The landmark case – the first manslaughter prosecution for a serving member of the IDF in more than a decade – split public opinion in Israel. There is widespread support for the IDF in Israel, where at least two years of military service is compulsory.
There have been several fundraisers and protests in support of the soldier, as well as high-profile calls for the young recruit to be given a pardon by the government, including from Prime Minister Benjamin Netanyahu and Defence Minister Avigdor Lieberman.
Palestinians and human rights activists, however, have widely criticised Azaria’s punishment as not harsh enough for the severity of his crime.

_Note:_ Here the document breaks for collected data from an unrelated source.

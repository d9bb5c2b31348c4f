// ADB daemon probing. `adb devices` doubles as the health check: its output
// carries well-known markers when the background daemon is missing or was
// just autostarted.
use std::time::Duration;

use super::exec::{ToolOutput, run_adb};
use crate::config::Config;
use crate::error::{Error, Result};

const DAEMON_MISSING_MARKERS: &[&str] = &[
    "daemon not running",
    "cannot connect to daemon",
    "failed to check server version",
];

const DAEMON_STARTED_MARKER: &str = "daemon started successfully";

/// Delay between `adb start-server` and the single re-probe.
const SERVER_START_DELAY: Duration = Duration::from_secs(2);

/// Makes sure the ADB daemon is up: probe, and if it looks down, start it,
/// wait, and probe exactly once more. Still down after that is fatal.
pub async fn ensure_server(config: &Config) -> Result<()> {
    if probe(config).await? {
        log::debug!("adb server is responsive");
        return Ok(());
    }
    println!("ADB server not running, starting it...");
    run_adb(config, &["start-server"]).await?;
    tokio::time::sleep(SERVER_START_DELAY).await;
    if probe(config).await? {
        return Ok(());
    }
    Err(Error::ServerUnresponsive)
}

async fn probe(config: &Config) -> Result<bool> {
    let out = run_adb(config, &["devices"]).await?;
    Ok(probe_says_responsive(&out))
}

/// Decides responsiveness from one `adb devices` run. The autostart notice
/// means the daemon is up now, so it counts as responsive (with a warning,
/// since the startup banner can hide real listing output).
fn probe_says_responsive(out: &ToolOutput) -> bool {
    let text = out.combined_lower();
    if text.contains(DAEMON_STARTED_MARKER) {
        log::warn!("adb autostarted its daemon during the probe");
        return true;
    }
    if !out.success {
        return false;
    }
    !DAEMON_MISSING_MARKERS
        .iter()
        .any(|marker| text.contains(marker))
}

#[cfg(test)]
mod tests {
    use super::*;

    fn output(success: bool, stdout: &str, stderr: &str) -> ToolOutput {
        ToolOutput {
            success,
            stdout: stdout.to_string(),
            stderr: stderr.to_string(),
        }
    }

    #[test]
    fn clean_listing_is_responsive() {
        let out = output(true, "List of devices attached\nabc123\tdevice\n", "");
        assert!(probe_says_responsive(&out));
    }

    #[test]
    fn missing_daemon_markers_mean_down() {
        let out = output(
            false,
            "",
            "error: cannot connect to daemon at tcp:5037: Connection refused\n",
        );
        assert!(!probe_says_responsive(&out));
    }

    #[test]
    fn autostart_banner_counts_as_responsive() {
        let out = output(
            true,
            "List of devices attached\n",
            "* daemon not running; starting now at tcp:5037\n* daemon started successfully\n",
        );
        assert!(probe_says_responsive(&out));
    }

    #[test]
    fn nonzero_exit_without_markers_is_down() {
        let out = output(false, "", "some unrelated error\n");
        assert!(!probe_says_responsive(&out));
    }
}
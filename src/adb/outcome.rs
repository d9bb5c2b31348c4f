// Explicit response-pattern tables for adb's human-readable output.
//
// adb's exit code alone is not trustworthy (`adb connect` exits zero on many
// failures), so success is decided from an allow-list of known phrases and
// anything unrecognized is Unknown, which callers treat as failure.
use super::exec::ToolOutput;

/// What a tool's output tells us about the operation it ran.
#[derive(Debug, Clone, Copy, PartialEq, Eq)]
pub enum Outcome {
    Success,
    Failure,
    /// Output matched no known phrase. Treated as failure everywhere.
    Unknown,
}

impl Outcome {
    pub fn is_success(self) -> bool {
        matches!(self, Outcome::Success)
    }
}

// First match wins; failure phrases come first so that e.g. a line quoting a
// previously-connected address can't be misread as success.
const CONNECT_PATTERNS: &[(&str, Outcome)] = &[
    ("failed to connect", Outcome::Failure),
    ("cannot connect", Outcome::Failure),
    ("connection refused", Outcome::Failure),
    ("unable to connect", Outcome::Failure),
    ("failed to authenticate", Outcome::Failure),
    ("already connected to", Outcome::Success),
    ("connected to", Outcome::Success),
];

const PAIR_PATTERNS: &[(&str, Outcome)] = &[
    ("wrong password", Outcome::Failure),
    ("protocol fault", Outcome::Failure),
    ("failed", Outcome::Failure),
    ("unable", Outcome::Failure),
    ("successfully paired", Outcome::Success),
];

fn classify(patterns: &[(&str, Outcome)], text: &str) -> Outcome {
    for (pattern, outcome) in patterns {
        if text.contains(pattern) {
            return *outcome;
        }
    }
    Outcome::Unknown
}

/// Classifies `adb connect` output. A non-zero exit forces failure no matter
/// what the text says.
pub fn classify_connect(out: &ToolOutput) -> Outcome {
    if !out.success {
        return Outcome::Failure;
    }
    classify(CONNECT_PATTERNS, &out.combined_lower())
}

/// Classifies `adb pair` output, same exit-code rule as connect.
pub fn classify_pair(out: &ToolOutput) -> Outcome {
    if !out.success {
        return Outcome::Failure;
    }
    classify(PAIR_PATTERNS, &out.combined_lower())
}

The deceased man’s father noted that while manslaughter is punishable under Israeli law by up to 20 years in prison, Azaria’s sentence was less harsh than the mandatory minimum penalty of four years in prison some Palestinian children have faced for throwing stones.
Azaria submitted a formal pardon request last month.
“President Reuven Rivlin today took the decision to deny the request for a pardon filed by Elor Azaria,” the president's office said in a statement issued on Sunday.
Mr Rivlin had taken into account both the offences committed by Azaria and their circumstances, his office said.